▶ _THE TASK_: Once you find the line with "pub struct HttpObjectDetector" in the data that follows, repeat it and every line after it exactly, through the line with "f64, timeout: Duration)".

▶ _DATA SUPPLIED_:
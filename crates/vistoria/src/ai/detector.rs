//! Object detection through an HTTP inference service.
//!
//! The service receives raw image bytes and answers with a JSON array of
//! `{"label": "...", "confidence": 0.0..1.0}` items using COCO class names.

use std::collections::HashSet;
use std::time::Duration;

use log::debug;
use reqwest::blocking::Client;
use serde::{Deserialize, Serialize};

use super::ObjectDetector;
use crate::config::DetectorConfig;
use crate::error::AiError;
use crate::model::DetectedObject;

/// COCO classes that correspond to checklist items under another name.
const LABEL_MAP: &[(&str, &str)] = &[
    ("dining table", "table"),
    ("tv", "television"),
    ("couch", "sofa"),
];

/// One detection as reported by the service.
#[derive(Debug, Clone, Deserialize)]
pub struct RawDetection {
    pub label: String,
    pub confidence: f64,
}

/// Maps a detector class to the checklist item name used in inspections.
pub fn checklist_label(source_label: &str) -> String {
    let source = source_label.trim().to_lowercase();
    LABEL_MAP
        .iter()
        .find(|(from, _)| *from == source)
        .map(|(_, to)| (*to).to_string())
        .unwrap_or(source)
}

/// Keeps detections strictly above `min_confidence` and maps their labels.
pub fn to_detected_objects(raw: Vec<RawDetection>, min_confidence: f64) -> Vec<DetectedObject> {
    raw.into_iter()
        .filter(|d| d.confidence > min_confidence)
        .map(|d| DetectedObject {
            label: checklist_label(&d.label),
            confidence: (d.confidence * 100.0).round() / 100.0,
            source_label: d.label,
        })
        .collect()
}

/// Checklist items suggested from the objects found in a room's photos.
#[derive(Debug, Clone, PartialEq, Eq, Serialize)]
pub struct ChecklistSuggestion {
    /// Distinct item names in first-seen order.
    pub detected_items: Vec<String>,
    pub total_objects: usize,
    pub unique_objects: usize,
}

pub fn suggest_checklist_items(objects: &[DetectedObject]) -> ChecklistSuggestion {
    let mut seen = HashSet::new();
    let detected_items: Vec<String> = objects
        .iter()
        .filter(|o| seen.insert(o.label.as_str()))
        .map(|o| o.label.clone())
        .collect();

    ChecklistSuggestion {
        unique_objects: detected_items.len(),
        total_objects: objects.len(),
        detected_items,
    }
}

pub struct HttpObjectDetector {
    client: Client,
    endpoint: String,
    min_confidence: f64,
}

impl HttpObjectDetector {
    pub fn new(endpoint: &str, min_confidence: f64, timeout: Duration) -> Result<Self, AiError> {
        let client = Client::builder().timeout(timeout).build()?;
        Ok(Self {
            client,
            endpoint: endpoint.to_string(),
            min_confidence,
        })
    }

    pub fn from_config(config: &DetectorConfig) -> Result<Self, AiError> {
        let endpoint = config
            .endpoint
            .as_deref()
            .ok_or(AiError::NotConfigured("object detector endpoint"))?;
        Self::new(
            endpoint,
            config.min_confidence,
            Duration::from_secs(config.timeout_secs),
        )
    }
}

impl ObjectDetector for HttpObjectDetector {
    fn detect(&self, image: &[u8]) -> Result<Vec<DetectedObject>, AiError> {
        let response = self
            .client
            .post(&self.endpoint)
            .header(reqwest::header::CONTENT_TYPE, "application/octet-stream")
            .body(image.to_vec())
            .send()?;

        let status = response.status();
        if !status.is_success() {
            let body = response.text().unwrap_or_default();
            return Err(AiError::Api {
                status: status.as_u16(),
                body: super::client::truncate_body(&body),
            });
        }

        let raw: Vec<RawDetection> = response
            .json()
            .map_err(|e| AiError::InvalidResponse(e.to_string()))?;
        debug!("Detector returned {} raw detections", raw.len());

        Ok(to_detected_objects(raw, self.min_confidence))
    }
}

▶ _REPLY TO THE TASK_:
pub struct HttpObjectDetector {
    client: Client,
    endpoint: String,
    min_confidence: f64,
}

impl HttpObjectDetector {
    pub fn new(endpoint: &str, min_confidence: f64, timeout: Duration) -> Result<Self, AiError> {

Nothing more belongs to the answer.